Specifically as to the Cyber Excepted Service, Gorak said the direct hire authority component of CES has turned out to be the most important tool in attracting new civilians and shortening hiring timelines. When DoD’s CES hires are taken into account, time-to-hire for the cyber workforce now stands at 73 days, well below the Office of Management and Budget’s governmentwide 80-day goal.

But pay has made a difference too. The system allows for an 11th and 12th step increase in each pay grade, going beyond the within-grade salary increases that are allowed in the government’s General Schedule. And it allows DoD to set targeted local market supplements (TLMS) to make employees’ total compensation more competitive with private sector offerings in various areas of the country where cyber talent is in high demand.

“Every quarter, we look at all of our people getting TLMS, and then we decide if a certain work role — based on vacancy rate and other factors like how many military positions we have and what areas of the country are short — to determine if we’re going to implement TLMS for that portion of the workforce,” Gorak said. “So I think CES is a very great tool, but of all the special pay authorities the department has, it’s still probably one of the smallest. So part of our challenge there is the culture and getting the word out to our HR community about this authority and how to use it and how to manage it.”
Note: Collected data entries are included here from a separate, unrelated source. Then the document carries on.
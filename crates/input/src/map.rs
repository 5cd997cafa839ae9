//! Key mapping from terminal events to game actions.

use crate::types::GameAction;
use crossterm::event::{KeyCode, KeyEvent, KeyEventKind, KeyModifiers};

/// Map keyboard input to game actions.
///
/// Release events are ignored so terminals that report them do not answer twice.
pub fn handle_key_event(key: KeyEvent) -> Option<GameAction> {
    if key.kind == KeyEventKind::Release || key.modifiers.contains(KeyModifiers::CONTROL) {
        return None;
    }

    match key.code {
        // Responses
        KeyCode::Left
        | KeyCode::Char('m')
        | KeyCode::Char('M')
        | KeyCode::Char('j')
        | KeyCode::Char('J') => Some(GameAction::Match),
        KeyCode::Right
        | KeyCode::Char('n')
        | KeyCode::Char('N')
        | KeyCode::Char('f')
        | KeyCode::Char('F') => Some(GameAction::NoMatch),

        KeyCode::Char('p') | KeyCode::Char('P') => Some(GameAction::Pause),
        KeyCode::Char('r') | KeyCode::Char('R') => Some(GameAction::Restart),

        _ => None,
    }
}

/// Check if key should quit the game.
pub fn should_quit(key: KeyEvent) -> bool {
    if key.kind == KeyEventKind::Release {
        return false;
    }
    matches!(key.code, KeyCode::Char('q') | KeyCode::Char('Q') | KeyCode::Esc)
        || (key.code == KeyCode::Char('c') && key.modifiers.contains(KeyModifiers::CONTROL))
}
//! Stimulus pool - built-in stimuli and per-session selection
//!
//! A session snapshots its pool when it is created. Selection applies the
//! settings' [`StimulusFilter`], drops stimuli that repeat a kind and value, and for
//! [`StimulusFilter::Random`] picks one kind that can actually run a game.

use crate::rng::RandomSource;
use crate::types::{Stimulus, StimulusFilter, StimulusKind};

/// Minimum number of distinct stimuli a session needs
pub const MIN_DISTINCT_STIMULI: usize = 2;

const LETTERS: [&str; 8] = ["C", "H", "K", "L", "Q", "R", "S", "T"];
const NUMBERS: [&str; 9] = ["1", "2", "3", "4", "5", "6", "7", "8", "9"];
const COLORS: [(&str, &str); 6] = [
    ("#e53935", "Red"),
    ("#1e88e5", "Blue"),
    ("#43a047", "Green"),
    ("#fdd835", "Yellow"),
    ("#8e24aa", "Purple"),
    ("#fb8c00", "Orange"),
];
const SHAPES: [(&str, &str); 6] = [
    ("●", "Circle"),
    ("■", "Square"),
    ("▲", "Triangle"),
    ("◆", "Diamond"),
    ("★", "Star"),
    ("✚", "Cross"),
];
const EMOJI: [&str; 6] = ["🐶", "🐱", "🦊", "🐸", "🐼", "🐵"];
const WORDS: [&str; 6] = ["apple", "river", "stone", "cloud", "tiger", "piano"];

/// The stimuli shipped with the trainer, ids assigned in declaration order.
pub fn default_pool() -> Vec<Stimulus> {
    let plain = LETTERS
        .iter()
        .map(|v| (StimulusKind::Letter, *v, None))
        .chain(NUMBERS.iter().map(|v| (StimulusKind::Number, *v, None)))
        .chain(COLORS.iter().map(|(v, n)| (StimulusKind::Color, *v, Some(*n))))
        .chain(SHAPES.iter().map(|(v, n)| (StimulusKind::Shape, *v, Some(*n))))
        .chain(EMOJI.iter().map(|v| (StimulusKind::Emoji, *v, None)))
        .chain(WORDS.iter().map(|v| (StimulusKind::Word, *v, None)));

    plain
        .enumerate()
        .map(|(i, (kind, value, name))| {
            let stimulus = Stimulus::new(i as u32 + 1, kind, value);
            match name {
                Some(name) => stimulus.with_name(name),
                None => stimulus,
            }
        })
        .collect()
}

/// Number of stimuli in `pool` that can be told apart by kind and value
pub fn distinct_count(pool: &[Stimulus]) -> usize {
    dedup_stimuli(pool).len()
}

/// Keep the first of each kind/value pair, preserving order
pub fn dedup_stimuli(pool: &[Stimulus]) -> Vec<Stimulus> {
    let mut out: Vec<Stimulus> = Vec::with_capacity(pool.len());
    for stimulus in pool {
        if !out.iter().any(|kept| kept.same_as(stimulus)) {
            out.push(stimulus.clone());
        }
    }
    out
}

/// Kinds that have enough distinct stimuli to run a game on their own
pub fn playable_kinds(pool: &[Stimulus]) -> Vec<StimulusKind> {
    let unique = dedup_stimuli(pool);
    StimulusKind::ALL
        .into_iter()
        .filter(|kind| unique.iter().filter(|s| s.kind == *kind).count() >= MIN_DISTINCT_STIMULI)
        .collect()
}

/// Apply `filter` to `pool`.
///
/// The result may hold fewer than [`MIN_DISTINCT_STIMULI`] entries; session
/// construction is where that is rejected.
pub fn select<R: RandomSource>(
    pool: &[Stimulus],
    filter: StimulusFilter,
    rng: &mut R,
) -> Vec<Stimulus> {
    let unique = dedup_stimuli(pool);
    match filter {
        StimulusFilter::Any => unique,
        StimulusFilter::Only(kind) => unique.into_iter().filter(|s| s.kind == kind).collect(),
        StimulusFilter::Random => {
            let kinds = playable_kinds(&unique);
            if kinds.is_empty() {
                return unique;
            }
            let kind = kinds[rng.next_index(kinds.len())];
            tracing::debug!(kind = kind.as_str(), "picked random stimulus kind");
            unique.into_iter().filter(|s| s.kind == kind).collect()
        }
    }
}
Another benefit: By 2027, DoD expects to be able to segregate funding for the civilian cyber workforce into a separate pot of money, so that even if budget reductions call for cuts across the broader workforce, people in cyber positions are offered at least some protection.

CES expansion

Those are among the reasons why, despite what had been a slow implementation process, Defense officials are now asking Congress for permission to expand the new pay and hiring authorities across broader segments of the department’s digital workforce. As of now, CES can only be used for positions that directly support U.S. Cyber Command.

“We are still bound by that authority, but we are working through the legislative proposal process to help DoD expand that, and I am also working with [the Office of Personnel Management] and OMB to provide more cyber flexibilities for the entire federal government in hiring and in incentives. We’re working that from two different angles,” Gorak said.

Defense officials have previously said they favor expanding the existing Cyber Executive Service as a way to increase IT and cyber employees’ pay, rather than the Special Salary Rate approach the Department of Veterans Affairs and other civilian agencies are using or contemplating.

90% of goals met in first year

More broadly, he said the department had achieved about 90% of the objectives it set out to accomplish during the first year of the 2023-2027 implementation plan. Some of the others include:

  • Creating a new Cyber Academic Engagement Office to consolidate DoD’s cyber existing academic programs.
  • Moving DoD’s “8140” qualification process to a new online system. As of now, it includes 60 certifications from 13 outside training providers.
  • Creating a new compensation calculator to help HR staff set pay for cyber positions.
  • Creating a “Work Roles 101” guide to help standardize cyber work roles and policies across the department.
  • Identifying training that’s still needed to help fill skill gaps in DoD’s workforce.

“Starting next quarter, we will actually track all of these and their timelines, and brief those every quarter to our senior leaders,” Gorak said. “I’m doing that to put some accountability and tracking of all these measures for all of our components so they know it’s getting attention, and if they need things like resources or extended timelines, we’re letting the senior leaders make those decisions.”